L’astronomie menacée, et pas
seulement
Pour les astronomes, c’est un
désastre en cours. Les télescopes les plus sensibles sont déjà
perturbés par les passages fréquents de satellites brillants, dont
les traînées lumineuses gâchent les images. Selon des études
récentes, les mégaconstellations comme Starlink pourraient élever
la luminosité du ciel de 1 % dans certaines zones. Un chiffre qui
peut sembler dérisoire, mais qui représente une véritable barrière
pour l’observation de l’Univers lointain.

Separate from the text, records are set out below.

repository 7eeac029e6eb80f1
use std::borrow::Borrow;

use get::GetRequestBuilder;
use url::Url;

use crate::{server::ApiServer, HttpClient};

pub(crate) mod get;


pub(crate) struct RequestBuilder;

impl RequestBuilder {
    pub(crate) fn get<'c, HC>(client: &'c HC) -> GetRequestBuilder<'c, HC, false>
    where
        HC: HttpClient,
    {
        GetRequestBuilder::<'c, HC, false>::new(client)
    }
}


/// Query parameters are form-encoded, in the order given.
fn build_request_url_with_parameters<P, K, V>(
    server: &ApiServer,
    endpoint: &str,
    parameters: P,
) -> Result<Url, url::ParseError>
where
    P: IntoIterator,
    P::Item: Borrow<(K, V)>,
    K: AsRef<str>,
    V: AsRef<str>,
{
    if !endpoint.starts_with('/') {
        Url::parse_with_params(
            &format!("{}/{}", server.base_url(), endpoint),
            parameters,
        )
    } else {
        Url::parse_with_params(
            &format!("{}{}", server.base_url(), endpoint),
            parameters,
        )
    }
}



#[cfg(test)]
mod test {
    use super::*;
    use crate::server::ApiServerOptions;

    #[test]
    fn joins_endpoint_with_and_without_leading_slash() {
        let server = ApiServer::new("api.example.com", ApiServerOptions::default());

        let with_slash =
            build_request_url_with_parameters(&server, "/accounts/a1", [("depth", "2")]).unwrap();
        let without_slash =
            build_request_url_with_parameters(&server, "accounts/a1", [("depth", "2")]).unwrap();

        assert_eq!(
            with_slash.as_str(),
            "https://api.example.com/client/v4/accounts/a1?depth=2"
        );
        assert_eq!(with_slash, without_slash);
    }

    #[test]
    fn encodes_query_parameters_in_order() {
        let server = ApiServer::new("api.example.com", ApiServerOptions::default());

        let url = build_request_url_with_parameters(
            &server,
            "/accounts/a1/iam/permission_groups",
            [("name", "Read & Write/Admin"), ("depth", "2")],
        )
        .unwrap();

        assert_eq!(
            url.query(),
            Some("name=Read+%26+Write%2FAdmin&depth=2")
        );
    }
}
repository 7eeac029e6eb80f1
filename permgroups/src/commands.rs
use permgroups_api_client::{
    api::permission_groups::PermissionGroupsApi,
    ClientResult,
    HttpClient,
};
use permgroups_core::{api_models::PermissionGroup, roles::AccountRole};
use serde::Serialize;
use tracing::info;

use crate::cli::CLICommand;


/// What a command produced, printed to stdout as JSON.
#[derive(Serialize, PartialEq, Eq, Debug)]
#[serde(untagged)]
pub enum CommandOutput {
    PermissionGroup(PermissionGroup),
    PermissionGroups(Vec<PermissionGroup>),
}

impl CommandOutput {
    pub fn to_pretty_json(&self) -> serde_json::Result<String> {
        serde_json::to_string_pretty(self)
    }
}


pub async fn execute_command<C>(
    client: &C,
    account_id: &str,
    command: &CLICommand,
) -> ClientResult<CommandOutput>
where
    C: HttpClient,
{
    let api = PermissionGroupsApi::new(client);

    let output = match command {
        CLICommand::Get {
            permission_group_id,
        } => CommandOutput::PermissionGroup(
            api.get_permission_group(account_id, permission_group_id)
                .await?,
        ),
        CLICommand::List => {
            CommandOutput::PermissionGroups(api.list_permission_groups(account_id).await?)
        }
        CLICommand::FindByName { name } => CommandOutput::PermissionGroups(
            api.find_permission_groups_by_name(account_id, name)
                .await?,
        ),
        CLICommand::FindForRole { role_name } => CommandOutput::PermissionGroups(
            api.find_permission_groups_for_role(account_id, &AccountRole::from_name(role_name))
                .await?,
        ),
    };

    if let CommandOutput::PermissionGroups(groups) = &output {
        info!(
            account_id,
            count = groups.len(),
            "Fetched permission groups."
        );
    }

    Ok(output)
}



#[cfg(test)]
mod test {
    use std::cell::RefCell;

    use permgroups_api_client::{
        server::{ApiServer, ApiServerOptions},
        ServerResponse,
    };
    use reqwest::StatusCode;
    use serde_json::json;
    use url::Url;

    use super::*;

    struct CannedHttpClient {
        server: ApiServer,
        body: &'static str,
        requested_urls: RefCell<Vec<Url>>,
    }

    impl CannedHttpClient {
        fn new(body: &'static str) -> Self {
            Self {
                server: ApiServer::new("api.example.com", ApiServerOptions::default()),
                body,
                requested_urls: RefCell::new(Vec::new()),
            }
        }
    }

    impl HttpClient for CannedHttpClient {
        fn server(&self) -> &ApiServer {
            &self.server
        }

        async fn get(&self, url: Url) -> ClientResult<ServerResponse> {
            self.requested_urls.borrow_mut().push(url);

            Ok(ServerResponse::new(StatusCode::OK, self.body))
        }
    }


    #[tokio::test]
    async fn find_for_role_queries_by_role_name() {
        let client = CannedHttpClient::new(
            r#"{"success":true,"result":[{"id":"pg1","name":"Billing","permissions":[]}]}"#,
        );

        let output = execute_command(
            &client,
            "acct123",
            &CLICommand::FindForRole {
                role_name: "Billing".to_string(),
            },
        )
        .await
        .unwrap();

        let requested_urls = client.requested_urls.borrow();
        assert_eq!(requested_urls.len(), 1);
        assert_eq!(
            requested_urls[0].query(),
            Some("name=Billing&depth=2")
        );

        assert_eq!(
            serde_json::to_value(&output).unwrap(),
            json!([{ "id": "pg1", "name": "Billing", "meta": {}, "permissions": [] }])
        );
    }

    #[tokio::test]
    async fn get_prints_a_single_object() {
        let client = CannedHttpClient::new(
            r#"{"success":true,"result":{"id":"pg9","name":"Admin","permissions":[{"id":"p1","key":"account.read"}]}}"#,
        );

        let output = execute_command(
            &client,
            "acct123",
            &CLICommand::Get {
                permission_group_id: "pg9".to_string(),
            },
        )
        .await
        .unwrap();

        let printed: serde_json::Value =
            serde_json::from_str(&output.to_pretty_json().unwrap()).unwrap();

        assert_eq!(
            printed,
            json!({
                "id": "pg9",
                "name": "Admin",
                "meta": {},
                "permissions": [{ "id": "p1", "key": "account.read" }]
            })
        );
    }
}
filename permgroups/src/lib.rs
pub mod cli;
pub mod commands;
pub mod logging;
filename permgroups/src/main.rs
use std::sync::Arc;

use clap::Parser;
use miette::{miette, Context, IntoDiagnostic, Result};
use permgroups::{
    cli::CLIArgs,
    commands::{execute_command, CommandOutput},
    logging::initialize_tracing,
};
use permgroups_api_client::{
    authentication::AccessToken,
    server::{ApiServer, ApiServerOptions},
    Client,
    ClientOptions,
    ClientResult,
};
use permgroups_configuration::Configuration;
use tracing::{debug, info};



#[tokio::main]
async fn main() -> Result<()> {
    // Parse CLI arguments.
    let arguments = CLIArgs::parse();

    // Load configuration.
    let configuration = match arguments.configuration_file_path.as_ref() {
        Some(path) => Configuration::load_from_path(path),
        None => Configuration::load_from_default_path(),
    }
    .into_diagnostic()
    .wrap_err("Failed to load configuration file.")?;


    let guard = initialize_tracing(
        configuration.logging.console_output_level_filter(),
        configuration.logging.log_file_output_level_filter(),
        &configuration.logging.log_file_output_directory,
        "permgroups.log",
    )
    .wrap_err("Failed to initialize tracing.")?;

    info!(
        file_path = configuration
            .configuration_file_path
            .to_string_lossy()
            .as_ref(),
        "Configuration loaded."
    );


    let account_id = arguments
        .account_id
        .as_deref()
        .or(configuration.api.default_account_id.as_deref())
        .ok_or_else(|| {
            miette!(
                "No account ID given: pass --account or set api.default_account_id \
                in the configuration file."
            )
        })?;


    let server = Arc::new(ApiServer::new(
        configuration.api.host.as_str(),
        ApiServerOptions {
            use_https: configuration.api.use_https,
            base_path: configuration.api.base_path.clone(),
        },
    ));

    debug!(
        base_url = server.base_url(),
        account_id,
        "Initializing API client."
    );

    let client = Client::new(
        server,
        ClientOptions {
            request_timeout: configuration.api.request_timeout,
        },
    )
    .into_diagnostic()
    .wrap_err("Failed to initialize API client.")?;


    let output: ClientResult<CommandOutput> = match configuration.api.api_token.as_ref() {
        Some(api_token) => {
            let authenticated_client =
                client.with_authentication(&Arc::new(AccessToken::new(api_token.as_str())));

            execute_command(&authenticated_client, account_id, &arguments.command).await
        }
        None => execute_command(&client, account_id, &arguments.command).await,
    };

    let output = output
        .into_diagnostic()
        .wrap_err("Permission group request failed.")?;

    let serialized_output = output
        .to_pretty_json()
        .into_diagnostic()
        .wrap_err("Failed to serialize output as JSON.")?;

    println!("{}", serialized_output);


    drop(guard);

    Ok(())
}
use permgroups_core::{
    api_models::{
        PermissionGroup,
        PermissionGroupDetailResponse,
        PermissionGroupListResponse,
        ResponseEnvelope,
    },
    roles::AccountRole,
};
use serde::de::DeserializeOwned;
use tracing::trace;

use crate::{
    errors::{ClientError, ClientResult},
    request::RequestBuilder,
    HttpClient,
};


/// How deeply the server expands nested data (i.e. permissions) in its responses.
/// Always sent, not configurable.
pub const PERMISSION_GROUP_EXPANSION_DEPTH: &str = "2";



/// Performs a single GET request and unwraps the response envelope.
///
/// Non-2xx responses and envelopes reporting `success: false` are both errors.
async fn get_and_unwrap_envelope<C, E>(
    client: &C,
    endpoint: String,
    parameters: &[(&str, &str)],
) -> ClientResult<E::Result>
where
    C: HttpClient,
    E: ResponseEnvelope + DeserializeOwned,
{
    let response = RequestBuilder::get(client)
        .endpoint_url_with_parameters(endpoint, parameters)
        .send()
        .await?;

    let response_status = response.status();

    if !response_status.is_success() {
        return Err(ClientError::unexpected_status_code(
            response_status,
            response.envelope_errors(),
        ));
    }

    let envelope = response.json::<E>()?;
    let (envelope_status, result) = envelope.into_parts();

    if !envelope_status.success {
        return Err(ClientError::api_failure(
            envelope_status.errors,
            envelope_status.messages,
        ));
    }

    Ok(result)
}


async fn get_permission_group<C>(
    client: &C,
    account_id: &str,
    permission_group_id: &str,
) -> ClientResult<PermissionGroup>
where
    C: HttpClient,
{
    trace!(
        account_id,
        permission_group_id,
        "Fetching permission group."
    );

    get_and_unwrap_envelope::<_, PermissionGroupDetailResponse>(
        client,
        format!(
            "/accounts/{}/iam/permission_groups/{}",
            account_id, permission_group_id
        ),
        &[("depth", PERMISSION_GROUP_EXPANSION_DEPTH)],
    )
    .await
}


async fn list_permission_groups<C>(client: &C, account_id: &str) -> ClientResult<Vec<PermissionGroup>>
where
    C: HttpClient,
{
    trace!(account_id, "Listing permission groups.");

    get_and_unwrap_envelope::<_, PermissionGroupListResponse>(
        client,
        format!("/accounts/{}/iam/permission_groups", account_id),
        &[("depth", PERMISSION_GROUP_EXPANSION_DEPTH)],
    )
    .await
}


async fn find_permission_groups_by_name<C>(
    client: &C,
    account_id: &str,
    name: &str,
) -> ClientResult<Vec<PermissionGroup>>
where
    C: HttpClient,
{
    trace!(
        account_id,
        name,
        "Looking up permission groups by name."
    );

    get_and_unwrap_envelope::<_, PermissionGroupListResponse>(
        client,
        format!("/accounts/{}/iam/permission_groups", account_id),
        &[
            ("name", name),
            ("depth", PERMISSION_GROUP_EXPANSION_DEPTH),
        ],
    )
    .await
}



/// Read-only access to the permission groups of an account.
///
/// Each method performs exactly one request, with no retries or caching.
/// Dropping the returned future aborts the request.
pub struct PermissionGroupsApi<'c, C>
where
    C: HttpClient,
{
    client: &'c C,
}

impl<'c, C> PermissionGroupsApi<'c, C>
where
    C: HttpClient,
{
    pub fn new(client: &'c C) -> Self {
        Self { client }
    }

    /// Fetches a single permission group, including its permissions.
    pub async fn get_permission_group(
        &self,
        account_id: &str,
        permission_group_id: &str,
    ) -> ClientResult<PermissionGroup> {
        get_permission_group(self.client, account_id, permission_group_id).await
    }

    /// Fetches all permission groups of the account, in the order the server returns them.
    pub async fn list_permission_groups(&self, account_id: &str) -> ClientResult<Vec<PermissionGroup>> {
        list_permission_groups(self.client, account_id).await
    }

    /// Fetches the permission groups whose name matches `name`.
    /// Matching is done by the server.
    pub async fn find_permission_groups_by_name(
        &self,
        account_id: &str,
        name: &str,
    ) -> ClientResult<Vec<PermissionGroup>> {
        find_permission_groups_by_name(self.client, account_id, name).await
    }

    /// Fetches the permission groups named after the given role.
    pub async fn find_permission_groups_for_role(
        &self,
        account_id: &str,
        role: &AccountRole,
    ) -> ClientResult<Vec<PermissionGroup>> {
        find_permission_groups_by_name(self.client, account_id, &role.name).await
    }
}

Cette modification du ciel
nocturne est également un enjeu environnemental. De nombreuses
espèces animales dépendent de l’obscurité pour s’orienter, chasser
ou se reproduire. Altérer la nuit, c’est aussi altérer des
écosystèmes entiers.
Une peinture ultra-noire
comme bouclier
Face à cette situation, une
idée simple mais audacieuse a
émergé : rendre les satellites plus discrets, en les peignant avec
un matériau ultra-noir. Le but ? Réduire drastiquement leur
capacité à réfléchir la lumière, pour limiter leur visibilité
depuis le sol.
Le matériau en question est le
Vantablack, une substance révolutionnaire capable d’absorber
jusqu’à 99,965 % de la lumière visible. Créé en 2014 par la société
britannique Surrey NanoSystems, il est constitué de minuscules
nanotubes de carbone alignés verticalement. La lumière s’y retrouve
piégée, incapable de ressortir.
Utilisé jusque-là dans des
domaines comme l’art, l’optique ou la technologie militaire, le
Vantablack s’apprête maintenant à prendre la direction de
l’espace.
Peindre un objet avec Vantablack lui permet d’absorber presque
toute la lumière qui l’atteint. C’est comme regarder dans le vide.
Crédit image : Surrey NanoSystemsUn mini-satellite comme
cobaye
L’Université de Surrey a
annoncé une collaboration avec Surrey NanoSystems dans le cadre du
programme JUPITER (Joint University Program for Training,
Education, and Research in Orbit). L’an prochain, ils lanceront
Jovian 1, un petit satellite de type CubeSat, de la taille d’une
boîte à chaussures. Sa particularité : l’une de ses faces sera
recouverte de Vantablack 310, une version un peu moins extrême (98
% d’absorption), mais adaptée aux contraintes spatiales.
Ce vol-test permettra de
mesurer, en conditions réelles, l’efficacité de la peinture pour
atténuer la brillance du satellite. Une première étape vers une
potentielle généralisation à grande échelle.
Un ciel sombre à sauver
Pour les scientifiques
derrière le projet, ce n’est pas qu’une expérience technique :
c’est une course contre la montre. « Les mégaconstellations de
satellites pourraient transformer radicalement notre ciel
nocturne », alerte Astha Chaturvedi, doctorante à l’Université
de Surrey. « Nous devons explorer toutes les pistes pour
minimiser leur impact visuel. »
L’Union astronomique
internationale a d’ailleurs adopté une résolution en 2023 pour
protéger le ciel nocturne, classé désormais comme patrimoine
scientifique et culturel mondial. Et cette démarche scientifique ne
vise pas à freiner le progrès, mais à le rendre compatible avec la
préservation de notre environnement céleste.
Le noir, nouvelle couleur de
l’espace ?
Peut-on rêver d’un avenir où
tous les satellites seront habillés de noir, furtifs et respectueux
du ciel étoilé ? C’est l’objectif de ces travaux. Et si le test de
Jovian 1 s’avère concluant, il pourrait bien devenir le prototype
d’une nouvelle génération de satellites responsables.
Le paradoxe est fascinant :
pour préserver notre capacité à voir les étoiles, il faudra
peut-être obscurcir l’espace lui-même. Une ironie cosmique, mais
peut-être aussi la plus lumineuse des idées noires.